Backend

migration-strategy

$npx skills add blunotech-dev/agents --skill migration-strategy

Implement safe database migrations with zero-downtime patterns, rollbacks, and strategies for large schema changes without data loss. Use when the user asks about migrations, schema updates, backfills, column/table changes, or tools like Flyway, Liquibase, Alembic, or ActiveRecord.

name	description	category
migration-strategy	Implement safe database migrations with zero-downtime patterns, rollbacks, and strategies for large schema changes without data loss. Use when the user asks about migrations, schema updates, backfills, column/table changes, or tools like Flyway, Liquibase, Alembic, or ActiveRecord.	Backend

Migration Strategy Skill

Phase 1 — Discovery

Ask only what context doesn't already reveal:

Database engine? Postgres, MySQL, SQLite, and MSSQL have meaningfully different lock behaviors. What's safe in Postgres can table-lock in MySQL.
Table size? Under 1M rows: standard migration. Over 10M rows: requires a different playbook (see Phase 3).
Deployment model? Blue-green, rolling, or big-bang deploy. Zero-downtime is only achievable with rolling or blue-green.
Migration tool in use? Alembic, Flyway, Rails, Prisma — each has different support for transactional DDL.
Can the app tolerate a read-only window? Affects whether you need full online migration or just careful ordering.

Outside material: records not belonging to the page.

//! Transport trait - delivery channel consumed by the dispatcher
//!
//! Defines the abstract interface for transports.

use crate::{ContractError, FailedRecipients, Message};

/// Delivery transport.
///
/// A transport is either started or not. The dispatcher starts it lazily on
/// the first send and never stops it.
pub trait Transport {
    /// Transport name (used for logging/metrics)
    fn name(&self) -> &str;

    /// Whether `start` has completed successfully
    fn is_started(&self) -> bool;

    /// Open the underlying channel
    ///
    /// # Errors
    /// Returns `ContractError::TransportStart` if the channel cannot be opened
    fn start(&mut self) -> Result<(), ContractError>;

    /// Deliver `message` to every address in `to`, `cc` and `bcc`
    ///
    /// Rejected recipients are appended to `failed` and excluded from the
    /// returned accepted count; that is not an error.
    ///
    /// # Errors
    /// Returns `ContractError::TransportSend` on unrecoverable failure
    fn send(
        &mut self,
        message: &dyn Message,
        failed: &mut FailedRecipients,
    ) -> Result<usize, ContractError>;
}

impl<T: Transport + ?Sized> Transport for Box<T> {
    fn name(&self) -> &str {
        (**self).name()
    }

    fn is_started(&self) -> bool {
        (**self).is_started()
    }

    fn start(&mut self) -> Result<(), ContractError> {
        (**self).start()
    }

    fn send(
        &mut self,
        message: &dyn Message,
        failed: &mut FailedRecipients,
    ) -> Result<usize, ContractError> {
        (**self).send(message, failed)
    }
}
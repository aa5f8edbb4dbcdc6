//! Dispatch job orchestration module.

mod runner;

pub use runner::JobRunner;
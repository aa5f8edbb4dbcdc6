//! Mailbox and AddressMap - ordered recipient lists
//!
//! `AddressMap` is the ordered `address -> display name` mapping carried by
//! the `to`, `cc` and `bcc` fields of a message. Insertion order is preserved
//! because batch sends walk the `to` list in that order.

use serde::{Deserialize, Deserializer, Serialize, Serializer};
use std::collections::HashMap;
use std::fmt;

/// A single recipient: address plus optional display name.
///
/// An empty `name` means the recipient has no display name.
///
/// # Examples
/// ```
/// use contracts::Mailbox;
///
/// let mb = Mailbox::new("ada@example.com", "Ada");
/// assert_eq!(mb.to_string(), "\"Ada\" <ada@example.com>");
/// assert_eq!(Mailbox::bare("bob@example.com").to_string(), "bob@example.com");
/// ```
#[derive(Debug, Clone, Default, PartialEq, Eq, Hash, Serialize, Deserialize)]
pub struct Mailbox {
    /// Delivery address
    pub address: String,

    /// Display name (may be empty)
    #[serde(default)]
    pub name: String,
}

impl Mailbox {
    /// Create a mailbox with a display name
    pub fn new(address: impl Into<String>, name: impl Into<String>) -> Self {
        Self {
            address: address.into(),
            name: name.into(),
        }
    }

    /// Create a mailbox without a display name
    pub fn bare(address: impl Into<String>) -> Self {
        Self::new(address, String::new())
    }

    /// Whether a display name is present
    pub fn has_name(&self) -> bool {
        !self.name.is_empty()
    }
}

impl fmt::Display for Mailbox {
    fn fmt(&self, f: &mut fmt::Formatter<'_>) -> fmt::Result {
        if self.has_name() {
            write!(f, "\"{}\" <{}>", self.name, self.address)
        } else {
            write!(f, "{}", self.address)
        }
    }
}

impl<A: Into<String>, N: Into<String>> From<(A, N)> for Mailbox {
    fn from((address, name): (A, N)) -> Self {
        Self::new(address, name)
    }
}

/// Ordered, key-unique mapping from address to display name.
///
/// Backed by a `Vec` so iteration follows insertion order, with an
/// address -> position index for constant-time lookups. Re-inserting an
/// existing address keeps its position and replaces the name.
#[derive(Debug, Clone, Default, PartialEq, Eq)]
pub struct AddressMap {
    entries: Vec<Mailbox>,
    index: HashMap<String, usize>,
}

impl AddressMap {
    /// Create an empty mapping
    pub fn new() -> Self {
        Self::default()
    }

    /// Mapping holding exactly one recipient
    pub fn singleton(address: impl Into<String>, name: impl Into<String>) -> Self {
        let mut map = Self::new();
        map.insert(address, name);
        map
    }

    /// Insert or update a recipient
    ///
    /// Returns the previous display name when the address was already present.
    pub fn insert(&mut self, address: impl Into<String>, name: impl Into<String>) -> Option<String> {
        let address = address.into();
        let name = name.into();
        match self.index.get(&address) {
            Some(&pos) => Some(std::mem::replace(&mut self.entries[pos].name, name)),
            None => {
                self.index.insert(address.clone(), self.entries.len());
                self.entries.push(Mailbox { address, name });
                None
            }
        }
    }

    /// Display name for an address, if present
    pub fn get(&self, address: &str) -> Option<&str> {
        self.index
            .get(address)
            .map(|&pos| self.entries[pos].name.as_str())
    }

    pub fn contains(&self, address: &str) -> bool {
        self.index.contains_key(address)
    }

    pub fn len(&self) -> usize {
        self.entries.len()
    }

    pub fn is_empty(&self) -> bool {
        self.entries.is_empty()
    }

    /// Iterate `(address, name)` pairs in insertion order
    pub fn iter(&self) -> impl Iterator<Item = (&str, &str)> {
        self.entries
            .iter()
            .map(|m| (m.address.as_str(), m.name.as_str()))
    }

    /// Iterate mailboxes in insertion order
    pub fn mailboxes(&self) -> std::slice::Iter<'_, Mailbox> {
        self.entries.iter()
    }

    /// Iterate addresses only
    pub fn addresses(&self) -> impl Iterator<Item = &str> {
        self.entries.iter().map(|m| m.address.as_str())
    }

    pub fn clear(&mut self) {
        self.entries.clear();
        self.index.clear();
    }
}

impl fmt::Display for AddressMap {
    fn fmt(&self, f: &mut fmt::Formatter<'_>) -> fmt::Result {
        for (idx, mailbox) in self.entries.iter().enumerate() {
            if idx > 0 {
                f.write_str(", ")?;
            }
            write!(f, "{mailbox}")?;
        }
        Ok(())
    }
}

impl<M: Into<Mailbox>> FromIterator<M> for AddressMap {
    fn from_iter<I: IntoIterator<Item = M>>(iter: I) -> Self {
        let mut map = Self::new();
        for mailbox in iter {
            let Mailbox { address, name } = mailbox.into();
            map.insert(address, name);
        }
        map
    }
}

impl<M: Into<Mailbox>> Extend<M> for AddressMap {
    fn extend<I: IntoIterator<Item = M>>(&mut self, iter: I) {
        for mailbox in iter {
            let Mailbox { address, name } = mailbox.into();
            self.insert(address, name);
        }
    }
}

impl IntoIterator for AddressMap {
    type Item = Mailbox;
    type IntoIter = std::vec::IntoIter<Mailbox>;

    fn into_iter(self) -> Self::IntoIter {
        self.entries.into_iter()
    }
}

impl<'a> IntoIterator for &'a AddressMap {
    type Item = &'a Mailbox;
    type IntoIter = std::slice::Iter<'a, Mailbox>;

    fn into_iter(self) -> Self::IntoIter {
        self.entries.iter()
    }
}

/// Serialized form of one entry: either `"addr"` or `{ address, name }`
#[derive(Deserialize)]
#[serde(untagged)]
enum MailboxEntry {
    Bare(String),
    Full(Mailbox),
}

impl From<MailboxEntry> for Mailbox {
    fn from(entry: MailboxEntry) -> Self {
        match entry {
            MailboxEntry::Bare(address) => Mailbox::bare(address),
            MailboxEntry::Full(mailbox) => mailbox,
        }
    }
}

// Serde support
impl Serialize for AddressMap {
    fn serialize<S>(&self, serializer: S) -> Result<S::Ok, S::Error>
    where
        S: Serializer,
    {
        self.entries.serialize(serializer)
    }
}

impl<'de> Deserialize<'de> for AddressMap {
    fn deserialize<D>(deserializer: D) -> Result<Self, D::Error>
    where
        D: Deserializer<'de>,
    {
        let entries = Vec::<MailboxEntry>::deserialize(deserializer)?;
        Ok(entries.into_iter().map(Mailbox::from).collect())
    }
}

Phase 2 — Strategy Selection

The core zero-downtime constraint

Two versions of your app run simultaneously during a rolling deploy: the old version and the new version. Your schema must be valid for both at the same time. This single rule drives every pattern below.

What actually causes downtime (non-obvious)

ALTER TABLE on large tables acquires an ACCESS EXCLUSIVE lock in Postgres — blocks all reads and writes for the duration.
NOT NULL constraints without a default force a full table rewrite in most engines even if the column already has no nulls.
Adding a column with a non-null default in Postgres < 11 rewrites the entire table. In Postgres ≥ 11 it's instant — know your version.
RENAME COLUMN is instant on most engines but is an immediate breaking change for any running app instances referencing the old name.
Foreign key constraints trigger a full table scan to validate existing data unless you add them as NOT VALID first.
CREATE INDEX without CONCURRENTLY locks the table. Always use CONCURRENTLY in production — but note it can't run inside a transaction block.

Phase 3 — Implementation

Column rename (the most mishandled migration)

Never rename in one step. Use the expand-contract pattern across three deploys:

Step 1 — Expand (migration only, no app change yet):

ALTER TABLE users ADD COLUMN full_name text;
-- Backfill: UPDATE users SET full_name = name WHERE full_name IS NULL;
-- Add write trigger or handle dual-write in app

Step 2 — Migrate app (read from new column, write to both): Deploy app code that writes to both name and full_name. Read from full_name. Old instances still write to name only — that's fine, the new column is not yet authoritative.

Step 3 — Contract (after all old instances are gone):

ALTER TABLE users DROP COLUMN name;

Trap: Teams skip step 2 and deploy the rename and the app change simultaneously. This creates a window where old running instances reference a column that no longer exists.

Zero-downtime NOT NULL column

-- Step 1: Add nullable (instant)
ALTER TABLE orders ADD COLUMN shipped_at timestamptz;

-- Step 2: Backfill in batches (see large table section)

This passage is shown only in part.